Enlightenment: the Dark Side

Depiction of the Wheel of Existence, showing the six realms of existence, with Lord Yama the "God" of Death in attendance. Applique and embroidery on silk. (circa 1800)

The Question

Abiding in bliss sounds great, but wouldn't it get boring after a while? Why seek to achieve enlightenment and/or nirvana and become One with the All?

From various sources, including conversations with various people (some real), I've constructed a ramshackle, unstable, incomplete and misleading picture of what some aspects of enlightenment/nirvana mean, to some people.

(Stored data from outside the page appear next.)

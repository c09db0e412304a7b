/*
 * Static decoder for the on-disk layout of PE images.
 * 
 * The MIT License (MIT)
 * 
 * Copyright (c) 2015 athre0z
 *
 * Permission is hereby granted, free of charge, to any person obtaining a copy
 * of this software and associated documentation files (the "Software"), to deal
 * in the Software without restriction, including without limitation the rights
 * to use, copy, modify, merge, publish, distribute, sublicense, and/or sell
 * copies of the Software, and to permit persons to whom the Software is
 * furnished to do so, subject to the following conditions:
 * 
 * The above copyright notice and this permission notice shall be included in all
 * copies or substantial portions of the Software.
 * 
 * THE SOFTWARE IS PROVIDED "AS IS", WITHOUT WARRANTY OF ANY KIND, EXPRESS OR
 * IMPLIED, INCLUDING BUT NOT LIMITED TO THE WARRANTIES OF MERCHANTABILITY,
 * FITNESS FOR A PARTICULAR PURPOSE AND NONINFRINGEMENT. IN NO EVENT SHALL THE
 * AUTHORS OR COPYRIGHT HOLDERS BE LIABLE FOR ANY CLAIM, DAMAGES OR OTHER
 * LIABILITY, WHETHER IN AN ACTION OF CONTRACT, TORT OR OTHERWISE, ARISING FROM,
 * OUT OF OR IN CONNECTION WITH THE SOFTWARE OR THE USE OR OTHER DEALINGS IN THE
 * SOFTWARE.
 */

use std::io;

use thiserror::Error;

/// Everything that can abort decoding a PE image.
///
/// All variants are fatal to the `open` call that produced them; there is
/// no partially decoded image.
#[derive(Error, Debug)]
pub enum PeError {
    /// A fixed-size region ran past the end of the byte source.
    #[error("truncated read: wanted {wanted} bytes at file offset 0x{offset:x}")]
    TruncatedRead { offset: u64, wanted: usize },

    /// The Optional header is shorter than its magic's field layout.
    #[error("truncated optional header (magic 0x{magic:04x}): {available} of {wanted} bytes")]
    TruncatedHeader {
        magic: u16,
        wanted: usize,
        available: usize,
    },

    #[error("invalid PE signature at file offset 0x{offset:x}: {found:02x?}")]
    InvalidSignature { offset: u64, found: [u8; 4] },

    #[error("unsupported optional header magic 0x{0:04x}")]
    UnsupportedOptionalHeaderMagic(u16),

    /// Resource directory recursion went past the type/name/language levels,
    /// or revisited a directory already on the current path.
    #[error("resource tree too deep: directory at file offset 0x{offset:x} sits at depth {depth}")]
    ResourceTreeTooDeep { offset: u64, depth: usize },

    #[error("I/O error: {0}")]
    Io(#[from] io::Error),
}

pub type Result<T> = std::result::Result<T, PeError>;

But I don't understand what the benefits are; I don't understand why achieving enlightenment should be set as a goal.

According to some schools of Buddhist thought, life is full of pain and misery. Then you die and are reborn... into another life of pain and suffering... over and over again, until you escape Samsara (the "Wheel of Cyclic Existence"), achieve nirvana and become One with the All.

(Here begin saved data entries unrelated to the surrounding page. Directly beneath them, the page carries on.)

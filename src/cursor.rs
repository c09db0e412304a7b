/*
 * Static decoder for the on-disk layout of PE images.
 * 
 * The MIT License (MIT)
 * 
 * Copyright (c) 2015 athre0z
 *
 * Permission is hereby granted, free of charge, to any person obtaining a copy
 * of this software and associated documentation files (the "Software"), to deal
 * in the Software without restriction, including without limitation the rights
 * to use, copy, modify, merge, publish, distribute, sublicense, and/or sell
 * copies of the Software, and to permit persons to whom the Software is
 * furnished to do so, subject to the following conditions:
 * 
 * The above copyright notice and this permission notice shall be included in all
 * copies or substantial portions of the Software.
 * 
 * THE SOFTWARE IS PROVIDED "AS IS", WITHOUT WARRANTY OF ANY KIND, EXPRESS OR
 * IMPLIED, INCLUDING BUT NOT LIMITED TO THE WARRANTIES OF MERCHANTABILITY,
 * FITNESS FOR A PARTICULAR PURPOSE AND NONINFRINGEMENT. IN NO EVENT SHALL THE
 * AUTHORS OR COPYRIGHT HOLDERS BE LIABLE FOR ANY CLAIM, DAMAGES OR OTHER
 * LIABILITY, WHETHER IN AN ACTION OF CONTRACT, TORT OR OTHERWISE, ARISING FROM,
 * OUT OF OR IN CONNECTION WITH THE SOFTWARE OR THE USE OR OTHER DEALINGS IN THE
 * SOFTWARE.
 */

//! Little-endian primitive readers.
//!
//! [`ByteCursor`] walks a seekable byte source and is what every decoder
//! reads the file through. [`SliceReader`] does the same over a header
//! buffer that has already been pulled into memory.

use std::io::{self, Read, Seek, SeekFrom};

use byteorder::{LittleEndian, ReadBytesExt};

use crate::error::{PeError, Result};

/// Sequential/random-access reader over a seekable byte source.
///
/// The cursor tracks its own absolute offset so a short read can be
/// reported against the offset it started at.
pub struct ByteCursor<R> {
    inner: R,
    pos: u64,
}

impl<R: Read + Seek> ByteCursor<R> {
    /// Takes ownership of `inner` and rewinds it to the start of the file.
    pub fn new(mut inner: R) -> Result<ByteCursor<R>> {
        inner.seek(SeekFrom::Start(0))?;
        Ok(ByteCursor { inner, pos: 0 })
    }

    /// Absolute file offset of the next read.
    pub fn position(&self) -> u64 {
        self.pos
    }

    pub fn seek(&mut self, offset: u64) -> Result<()> {
        self.inner.seek(SeekFrom::Start(offset))?;
        self.pos = offset;
        Ok(())
    }

    /// Runs one fixed-width read, advancing the tracked offset on success.
    fn read_with<T, F>(&mut self, wanted: usize, read: F) -> Result<T>
    where
        F: FnOnce(&mut R) -> io::Result<T>,
    {
        let offset = self.pos;
        match read(&mut self.inner) {
            Ok(value) => {
                self.pos += wanted as u64;
                Ok(value)
            }
            Err(ref e) if e.kind() == io::ErrorKind::UnexpectedEof => {
                Err(PeError::TruncatedRead { offset, wanted })
            }
            Err(e) => Err(PeError::Io(e)),
        }
    }

    pub fn read_u8(&mut self) -> Result<u8> {
        self.read_with(1, |r| r.read_u8())
    }

    pub fn read_u16(&mut self) -> Result<u16> {
        self.read_with(2, |r| r.read_u16::<LittleEndian>())
    }

    pub fn read_u32(&mut self) -> Result<u32> {
        self.read_with(4, |r| r.read_u32::<LittleEndian>())
    }

    pub fn read_u64(&mut self) -> Result<u64> {
        self.read_with(8, |r| r.read_u64::<LittleEndian>())
    }

    pub fn read_i8(&mut self) -> Result<i8> {
        self.read_with(1, |r| r.read_i8())
    }

    pub fn read_i16(&mut self) -> Result<i16> {
        self.read_with(2, |r| r.read_i16::<LittleEndian>())
    }

    pub fn read_i32(&mut self) -> Result<i32> {
        self.read_with(4, |r| r.read_i32::<LittleEndian>())
    }

    pub fn read_i64(&mut self) -> Result<i64> {
        self.read_with(8, |r| r.read_i64::<LittleEndian>())
    }

    /// Reads exactly `N` bytes at the current offset.
    pub fn read_array<const N: usize>(&mut self) -> Result<[u8; N]> {
        self.read_with(N, |r| {
            let mut buf = [0u8; N];
            r.read_exact(&mut buf)?;
            Ok(buf)
        })
    }

    /// Reads exactly `len` bytes at the current offset.
    pub fn read_bytes(&mut self, len: usize) -> Result<Vec<u8>> {
        self.read_with(len, |r| {
            let mut buf = vec![0u8; len];
            r.read_exact(&mut buf)?;
            Ok(buf)
        })
    }

    /// Seeks to `offset` and reads exactly `len` bytes from there.
    pub fn read_exact_at(&mut self, offset: u64, len: usize) -> Result<Vec<u8>> {
        self.seek(offset)?;
        self.read_bytes(len)
    }

    /// Gives the byte source back.
    pub fn into_inner(self) -> R {
        self.inner
    }
}

/// Little-endian sequential reads over an in-memory header buffer.
///
/// `base` is the file offset the buffer was read from, so truncation is
/// still reported as an absolute file offset.
pub struct SliceReader<'a> {
    data: &'a [u8],
    consumed: usize,
    base: u64,
}

impl<'a> SliceReader<'a> {
    pub fn new(data: &'a [u8], base: u64) -> SliceReader<'a> {
        SliceReader {
            data,
            consumed: 0,
            base,
        }
    }

    /// Number of bytes read so far.
    pub fn consumed(&self) -> usize {
        self.consumed
    }

    pub fn remaining(&self) -> usize {
        self.data.len() - self.consumed
    }

    fn read_with<T, F>(&mut self, wanted: usize, read: F) -> Result<T>
    where
        F: FnOnce(&mut &'a [u8]) -> io::Result<T>,
    {
        let data = self.data;
        let mut rest = &data[self.consumed..];
        match read(&mut rest) {
            Ok(value) => {
                self.consumed += wanted;
                Ok(value)
            }
            Err(_) => Err(PeError::TruncatedRead {
                offset: self.base + self.consumed as u64,
                wanted,
            }),
        }
    }

    pub fn read_u8(&mut self) -> Result<u8> {
        self.read_with(1, |r| r.read_u8())
    }

    pub fn read_u16(&mut self) -> Result<u16> {
        self.read_with(2, |r| r.read_u16::<LittleEndian>())
    }

    pub fn read_u32(&mut self) -> Result<u32> {
        self.read_with(4, |r| r.read_u32::<LittleEndian>())
    }

    pub fn read_u64(&mut self) -> Result<u64> {
        self.read_with(8, |r| r.read_u64::<LittleEndian>())
    }
}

Reincarnation is to be avoided. Life is to be avoided. The self must be liberated from the endless wheel of cyclic existence.

Or so they say. But is that true for everyone?

Not every life is full of pain and suffering. Life may be full of delusion, but what's so terrible about a bit of delusion once in a while? And even if every single life, without exception, is nothing but pain and suffering and delusion and aversion, some might still prefer that over nothingness, blissful or otherwise.

The earliest known Wheel of Life (bhavachakra) depiction is painted on a wall in the Ajanta Cave complex in India. Holding the wheel is Yama, The earliest known Wheel of Life (bhavachakra) depiction is painted on a wall in the Ajanta Cave complex in India. Holding the wheel is Yama, "God" of Death.

Right now, with my limited understanding and unspiritual nature, I can't see why enlightenment should be preferred over cyclic existence.

I'm childish and ignorant and have much to learn. I'm hostage to the mind and the self. But right now, the ignorant child foolishly believes he does not want to be subsumed into the All.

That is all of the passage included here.